## DATASET RECORDS

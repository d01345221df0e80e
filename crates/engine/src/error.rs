// SPDX-License-Identifier: BUSL-1.1
// Copyright (c) 2026 Joborc Contributors

use thiserror::Error;

#[derive(Debug, Error)]
pub enum EngineError {
    #[error(transparent)]
    Storage(#[from] joborc_storage::StorageError),

    #[error(transparent)]
    Runbook(#[from] joborc_runbook::RunbookError),

    #[error(transparent)]
    Core(#[from] joborc_core::CoreError),

    #[error(transparent)]
    Adapter(#[from] joborc_adapters::AdapterError),

    #[error("job status error: {0}")]
    JobStatus(#[from] joborc_core::JobStatusError),

    #[error("unknown action: {0}")]
    UnknownAction(String),

    #[error("{0}")]
    Other(String),
}
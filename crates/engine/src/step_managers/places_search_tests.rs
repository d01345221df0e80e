// SPDX-License-Identifier: BUSL-1.1
// Copyright (c) 2026 Joborc Contributors

use super::*;
use crate::event_bus::EventBus;
use crate::job_manager::JobManager;
use crate::queue_manager::QueueManager;
use joborc_adapters::fakes::FakePlacesApiClient;
use joborc_adapters::PlaceResult;
use joborc_core::{JobType, QueueConfig, SystemClock};
use joborc_storage::{InMemoryJobStorage, InMemoryMessageQueue};
use serde_json::json;

fn context() -> StepContext<SystemClock> {
    let jobs = Arc::new(InMemoryJobStorage::new());
    let bus = EventBus::new();
    let job_manager = Arc::new(JobManager::new(jobs, bus.clone(), SystemClock));
    let queue_manager = Arc::new(QueueManager::new(Arc::new(InMemoryMessageQueue::new()), &QueueConfig::default()));
    StepContext { jobs: job_manager, queue: queue_manager, bus }
}

#[tokio::test]
async fn stores_search_results_in_the_result_payload() {
    let ctx = context();
    let id = ctx.jobs.create_job(None, JobType::PlacesSearch, "places_search", "places", Default::default()).await.unwrap();
    let mut job = ctx.jobs.get_job(id).await.unwrap().unwrap();
    job.config.insert("query".to_string(), json!("coffee near me"));

    let places = FakePlacesApiClient::new().with_results(
        "coffee near me",
        vec![PlaceResult { place_id: "p1".into(), name: "Cafe".into(), address: "123 Main".into(), latitude: 1.0, longitude: 2.0 }],
    );
    let manager = PlacesSearchStepManager::new(Arc::new(places));
    let result = manager.execute(&ctx, &job, id).await;

    assert!(result.success);
    let places = result.result_payload.get("places").unwrap().as_array().unwrap();
    assert_eq!(places.len(), 1);
}

#[tokio::test]
async fn missing_query_fails_the_step() {
    let ctx = context();
    let id = ctx.jobs.create_job(None, JobType::PlacesSearch, "places_search", "places", Default::default()).await.unwrap();
    let job = ctx.jobs.get_job(id).await.unwrap().unwrap();

    let manager = PlacesSearchStepManager::new(Arc::new(FakePlacesApiClient::new()));
    let result = manager.execute(&ctx, &job, id).await;
    assert!(!result.success);
}
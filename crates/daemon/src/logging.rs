// SPDX-License-Identifier: BUSL-1.1
// Copyright (c) 2026 Joborc Contributors

//! Logging wiring (ambient stack "Logging"): a `tracing-subscriber` `fmt`
//! layer with an `EnvFilter` (default `info`) plus a rolling file
//! appender under the state directory, exactly as the teacher's lifecycle
//! module wires logging before accepting connections. A second layer,
//! [`JobLogLayer`], captures any event carrying a `job_id` field and
//! forwards it as a [`RawLogEvent`] batch to the Log Consumer (§4.2) —
//! application logs and job-correlated logs are two views over the same
//! `tracing` events.

use std::collections::HashMap;
use std::time::Duration;

use joborc_core::log_entry::tracing_level_compat;
use joborc_core::{Clock, JobId, LogLevel, SystemClock};
use joborc_engine::{LogBatch, RawLogEvent};
use tokio::sync::mpsc;
use tracing::field::{Field, Visit};
use tracing::Subscriber;
use tracing_subscriber::layer::{Context, Layer, SubscriberExt};
use tracing_subscriber::registry::LookupSpan;
use tracing_subscriber::{EnvFilter, Registry};

const BATCH_INTERVAL: Duration = Duration::from_millis(100);
const LOG_BATCH_CHANNEL_CAPACITY: usize = 64;

#[derive(Default)]
struct FieldCollector {
    job_id: Option<String>,
    message: String,
    fields: HashMap<String, String>,
}

impl FieldCollector {
    fn record(&mut self, name: &str, value: String) {
        match name {
            "message" => self.message = value,
            "job_id" => self.job_id = Some(value),
            _ => {
                self.fields.insert(name.to_string(), value);
            }
        }
    }
}

impl Visit for FieldCollector {
    fn record_debug(&mut self, field: &Field, value: &dyn std::fmt::Debug) {
        self.record(field.name(), format!("{value:?}").trim_matches('"').to_string());
    }

    fn record_str(&mut self, field: &Field, value: &str) {
        self.record(field.name(), value.to_string());
    }
}

/// The job-log bridging layer. Holds only a sender, so it's cheap to
/// install alongside the process-log `fmt` layer.
struct JobLogLayer {
    tx: mpsc::UnboundedSender<RawLogEvent>,
}

impl<S> Layer<S> for JobLogLayer
where
    S: Subscriber + for<'a> LookupSpan<'a>,
{
    fn on_event(&self, event: &tracing::Event<'_>, _ctx: Context<'_, S>) {
        let mut collector = FieldCollector::default();
        event.record(&mut collector);
        let Some(job_id) = collector.job_id else { return };

        let level = match *event.metadata().level() {
            tracing::Level::TRACE => tracing_level_compat::Level::Trace,
            tracing::Level::DEBUG => tracing_level_compat::Level::Debug,
            tracing::Level::INFO => tracing_level_compat::Level::Info,
            tracing::Level::WARN => tracing_level_compat::Level::Warn,
            tracing::Level::ERROR => tracing_level_compat::Level::Error,
        };

        let _ = self.tx.send(RawLogEvent {
            correlation_id: Some(JobId::from_string(job_id)),
            level: LogLevel::from_tracing_level(level),
            message: collector.message,
            epoch_ms: SystemClock.epoch_ms(),
            fields: collector.fields,
        });
    }
}

/// Installs the global `tracing` subscriber and returns the receiving end
/// of the job-log batch channel for the Log Consumer to drain.
///
/// `log_path`'s parent directory must already exist; the daemon creates
/// it as part of resolving the state directory before calling this.
pub fn init(log_path: &std::path::Path) -> mpsc::Receiver<LogBatch> {
    let (raw_tx, mut raw_rx) = mpsc::unbounded_channel::<RawLogEvent>();
    let (batch_tx, batch_rx) = mpsc::channel::<LogBatch>(LOG_BATCH_CHANNEL_CAPACITY);

    tokio::spawn(async move {
        let mut pending = Vec::new();
        let mut interval = tokio::time::interval(BATCH_INTERVAL);
        loop {
            tokio::select! {
                raw = raw_rx.recv() => {
                    match raw {
                        Some(event) => pending.push(event),
                        None => break,
                    }
                }
                _ = interval.tick() => {
                    if !pending.is_empty() {
                        let batch = std::mem::take(&mut pending);
                        if batch_tx.send(LogBatch(batch)).await.is_err() {
                            break;
                        }
                    }
                }
            }
        }
        if !pending.is_empty() {
            let _ = batch_tx.send(LogBatch(pending)).await;
        }
    });

    let dir = log_path.parent().unwrap_or_else(|| std::path::Path::new("."));
    let file_name = log_path.file_name().unwrap_or_else(|| std::ffi::OsStr::new("daemon.log"));
    let file_appender = tracing_appender::rolling::daily(dir, file_name);
    let (non_blocking, guard) = tracing_appender::non_blocking(file_appender);
    // Leaked deliberately: the guard must outlive the process for the
    // non-blocking writer to flush on every log call.
    Box::leak(Box::new(guard));

    let filter = EnvFilter::try_from_default_env().unwrap_or_else(|_| EnvFilter::new("info"));
    let fmt_layer = tracing_subscriber::fmt::layer().with_writer(non_blocking).with_ansi(false);

    let subscriber = Registry::default().with(filter).with(fmt_layer).with(JobLogLayer { tx: raw_tx });
    if tracing::subscriber::set_global_default(subscriber).is_err() {
        tracing::warn!("global tracing subscriber already set");
    }

    batch_rx
}

#[cfg(test)]
#[path = "logging_tests.rs"]
mod tests;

## TASK REQUIREMENTS
All lines of the records above that carry the word "InMemoryJobStorage" should be listed.

## PROBLEM SOLUTION
use joborc_storage::{InMemoryJobStorage, InMemoryMessageQueue};
    let jobs = Arc::new(InMemoryJobStorage::new());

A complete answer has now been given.